Kaiser Watch October 6, 2022: Cheering for Bell Tower Endurance has graphics and a good description of Bell Copper's Big Sandy story so I include only a couple here. The question then was financing needed to resume drilling at Big Sandy. On November 15 BCU bit the bullet and announced a private placement to raise up to $3 million by offering 25 million units at $0.12 with a full 2 year warrant at $0.20 whose expiry will be accelerated to 30 days if the stock's VWAP price is $0.40 or higher for 20 consecutive trading days. If it closes in its entirety this would push fully diluted to 204 million shares. This is not an automatic trigger because BCU will have 20 days after it is hit to make it effective.

The potential 50 million share dilution is a disappointment in light of the stock trading in the $0.30-$0.70 range in February through March after announcing that hole BS-3 encountered 287 m of chalcocite mineralization at a hole depth of 1,302 m in the Big Sandy target. The stock had jumped from the $0.20 level because the market interpreted this intersection as confirmation that the truncated top of the Diamond Joe porphyry root 13 km to the southwest across a basin had finally been discovered. Explorers have searched in vain for decades for the missing top because the width of the root and the remnant mineralization indicated a world class scale porphyry deposit. Arizona's basin and range faulting assumed that the top had slid to the east and was lurking somewhere under the gravels of the 13 km wide basin valley through which the Big Sandy River flows.
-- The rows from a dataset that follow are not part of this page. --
//! Column-family key/value abstraction shared by the chain store and the
//! token/webhook tables.

use std::fmt;
use std::sync::Arc;

use smallvec::SmallVec;

pub mod memory;

#[cfg(feature = "fjall")]
pub mod fjall;

#[derive(Debug, Clone, PartialEq, Eq)]
pub enum StoreError {
    Backend(String),
    Corrupt(String),
}

impl fmt::Display for StoreError {
    fn fmt(&self, f: &mut fmt::Formatter<'_>) -> fmt::Result {
        match self {
            StoreError::Backend(message) => write!(f, "{message}"),
            StoreError::Corrupt(message) => write!(f, "corrupt record: {message}"),
        }
    }
}

impl std::error::Error for StoreError {}

#[derive(Clone, Copy, Debug, Eq, PartialEq, Hash, Ord, PartialOrd)]
pub enum Column {
    /// hash -> header record
    Header,
    /// parent hash || child hash -> empty
    ChildIndex,
    /// height (big-endian) -> hash, longest chain only
    HeightIndex,
    /// merkle root || hash -> empty
    MerkleIndex,
    /// hash -> empty, one entry per childless record
    TipIndex,
    Token,
    Webhook,
    Meta,
}

impl Column {
    pub const ALL: [Column; 8] = [
        Column::Header,
        Column::ChildIndex,
        Column::HeightIndex,
        Column::MerkleIndex,
        Column::TipIndex,
        Column::Token,
        Column::Webhook,
        Column::Meta,
    ];

    pub const fn index(self) -> usize {
        match self {
            Column::Header => 0,
            Column::ChildIndex => 1,
            Column::HeightIndex => 2,
            Column::MerkleIndex => 3,
            Column::TipIndex => 4,
            Column::Token => 5,
            Column::Webhook => 6,
            Column::Meta => 7,
        }
    }

    pub fn as_str(self) -> &'static str {
        match self {
            Column::Header => "header",
            Column::ChildIndex => "child_index",
            Column::HeightIndex => "height_index",
            Column::MerkleIndex => "merkle_index",
            Column::TipIndex => "tip_index",
            Column::Token => "token",
            Column::Webhook => "webhook",
            Column::Meta => "meta",
        }
    }
}

#[derive(Clone, Debug)]
pub struct WriteKey(SmallVec<[u8; 64]>);

impl WriteKey {
    pub fn as_slice(&self) -> &[u8] {
        self.0.as_slice()
    }
}

impl AsRef<[u8]> for WriteKey {
    fn as_ref(&self) -> &[u8] {
        self.as_slice()
    }
}

impl From<Vec<u8>> for WriteKey {
    fn from(value: Vec<u8>) -> Self {
        Self(SmallVec::from_vec(value))
    }
}

impl From<&[u8]> for WriteKey {
    fn from(value: &[u8]) -> Self {
        Self(SmallVec::from_slice(value))
    }
}

impl<const N: usize> From<[u8; N]> for WriteKey {
    fn from(value: [u8; N]) -> Self {
        Self(SmallVec::from_slice(&value))
    }
}

impl<const N: usize> From<&[u8; N]> for WriteKey {
    fn from(value: &[u8; N]) -> Self {
        Self(SmallVec::from_slice(value))
    }
}

/// Header records are 125 bytes, so they fit inline.
#[derive(Clone, Debug)]
pub struct WriteValue(SmallVec<[u8; 128]>);

impl WriteValue {
    pub fn as_slice(&self) -> &[u8] {
        self.0.as_slice()
    }
}

impl AsRef<[u8]> for WriteValue {
    fn as_ref(&self) -> &[u8] {
        self.as_slice()
    }
}

impl From<Vec<u8>> for WriteValue {
    fn from(value: Vec<u8>) -> Self {
        Self(SmallVec::from_vec(value))
    }
}

impl From<&[u8]> for WriteValue {
    fn from(value: &[u8]) -> Self {
        Self(SmallVec::from_slice(value))
    }
}

impl<const N: usize> From<[u8; N]> for WriteValue {
    fn from(value: [u8; N]) -> Self {
        Self(SmallVec::from_slice(&value))
    }
}

impl<const N: usize> From<&[u8; N]> for WriteValue {
    fn from(value: &[u8; N]) -> Self {
        Self(SmallVec::from_slice(value))
    }
}

#[derive(Clone, Debug)]
pub enum WriteOp {
    Put {
        column: Column,
        key: WriteKey,
        value: WriteValue,
    },
    Delete {
        column: Column,
        key: WriteKey,
    },
}

/// An ordered list of puts and deletes applied all-or-nothing.
#[derive(Clone, Debug, Default)]
pub struct WriteBatch {
    ops: Vec<WriteOp>,
}

impl WriteBatch {
    pub fn new() -> Self {
        Self::default()
    }

    pub fn put(&mut self, column: Column, key: impl Into<WriteKey>, value: impl Into<WriteValue>) {
        self.ops.push(WriteOp::Put {
            column,
            key: key.into(),
            value: value.into(),
        });
    }

    pub fn delete(&mut self, column: Column, key: impl Into<WriteKey>) {
        self.ops.push(WriteOp::Delete {
            column,
            key: key.into(),
        });
    }

    pub fn append(&mut self, other: WriteBatch) {
        self.ops.extend(other.ops);
    }

    pub fn iter(&self) -> impl Iterator<Item = &WriteOp> {
        self.ops.iter()
    }

    pub fn len(&self) -> usize {
        self.ops.len()
    }

    pub fn is_empty(&self) -> bool {
        self.ops.is_empty()
    }
}

pub type ScanResult = Vec<(Vec<u8>, Vec<u8>)>;
pub type PrefixVisitor<'a> = dyn FnMut(&[u8], &[u8]) -> Result<bool, StoreError> + 'a;

/// Backend contract. `write_batch` must be atomic: after a crash either every
/// op of the batch is visible or none is. Prefix scans return keys in
/// ascending byte order.
pub trait KeyValueStore: Send + Sync {
    fn get(&self, column: Column, key: &[u8]) -> Result<Option<Vec<u8>>, StoreError>;
    fn scan_prefix(&self, column: Column, prefix: &[u8]) -> Result<ScanResult, StoreError>;
    /// Visits matching entries in key order until the visitor returns `false`.
    fn for_each_prefix<'a>(
        &self,
        column: Column,
        prefix: &[u8],
        visitor: &mut PrefixVisitor<'a>,
    ) -> Result<(), StoreError>;
    fn write_batch(&self, batch: &WriteBatch) -> Result<(), StoreError>;

    fn put(&self, column: Column, key: &[u8], value: &[u8]) -> Result<(), StoreError> {
        let mut batch = WriteBatch::new();
        batch.put(column, key, value);
        self.write_batch(&batch)
    }

    fn delete(&self, column: Column, key: &[u8]) -> Result<(), StoreError> {
        let mut batch = WriteBatch::new();
        batch.delete(column, key);
        self.write_batch(&batch)
    }

    /// Forces buffered writes to disk. A no-op for volatile backends.
    fn flush(&self) -> Result<(), StoreError> {
        Ok(())
    }
}

impl<T: KeyValueStore + ?Sized> KeyValueStore for Arc<T> {
    fn get(&self, column: Column, key: &[u8]) -> Result<Option<Vec<u8>>, StoreError> {
        self.as_ref().get(column, key)
    }

    fn scan_prefix(&self, column: Column, prefix: &[u8]) -> Result<ScanResult, StoreError> {
        self.as_ref().scan_prefix(column, prefix)
    }

    fn for_each_prefix<'a>(
        &self,
        column: Column,
        prefix: &[u8],
        visitor: &mut PrefixVisitor<'a>,
    ) -> Result<(), StoreError> {
        self.as_ref().for_each_prefix(column, prefix, visitor)
    }

    fn write_batch(&self, batch: &WriteBatch) -> Result<(), StoreError> {
        self.as_ref().write_batch(batch)
    }

    fn flush(&self) -> Result<(), StoreError> {
        self.as_ref().flush()
    }
}
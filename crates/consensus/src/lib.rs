//! Consensus constants, network selection and chain parameters.

pub mod constants;
pub mod hex;
pub mod params;

pub use hex::{hash256_from_hex, hash256_to_hex, HexError};
pub use params::{chain_params, ChainParams, GenesisParams, Network};

/// A 256-bit hash in internal (little-endian) byte order.
pub type Hash256 = [u8; 32];

pub const ZERO_HASH: Hash256 = [0u8; 32];
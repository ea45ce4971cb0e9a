//! Header chain state: persisted records, the admission engine, and merkle
//! root verification.

pub mod engine;
pub mod error;
pub mod events;
pub mod merkle;
pub mod migrations;
pub mod pending;
pub mod record;
pub mod store;

pub use engine::{AddOutcome, ChainEngine, Clock, Placement};
pub use error::{ChainError, ErrorKind};
pub use events::{ChainEvent, ChainListener, ChainOperation, NoopListener};
pub use merkle::{
    merkle_root_page, verify_merkle_roots, ChainTracker, Confirmation, MerkleRootItem,
    MerkleRootPage, MerkleVerification,
};
pub use record::{HeaderState, IndexedHeader};
pub use store::ChainStore;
Even Bell Copper under Tim Marsh took a crack at it a decade ago but gave up when the bedrock proved a couple thousand metres deep. The conclusion was that wherever it ended up, it was too deep and expensive to find, and perhaps too deep to mine, even though it had the potential for a copper rich supergene enrichment blanket above the primary copper zone.

Marsh shifted BCU's attention to finding the missing top of the Wheeler Wash porphyry stock farther north which used to be called Kaaba but is now called Perseverance. Robert Friedland's Cordoba Minerals optioned it in 2018 and has yet to find the missing top. Bored with waiting for Cordoba to find the prize and meditating on what the effort was revealing, Marsh decided in 2020 to revisit Diamond Joe. This time he went all the way across the basin, much farther east than he had ever imagined the truncated top could have wandered, and started exploring the range front east of the Big Sandy River. There he observed exotic copper of the kind that forms when groundwater dissolves copper, carries it towards the surface, and precipitates the copper in rocks unrelated to the original porphyry system. This is different from a supergene enrichment blanket which forms when circulating groundwater leaches primary chalcopyrite and drops its copper payload as another sulphide called chalcocite father down. This repetition leaves the upper part of the zone barren but enriches the copper grade of the deeper chalcopyrite zone.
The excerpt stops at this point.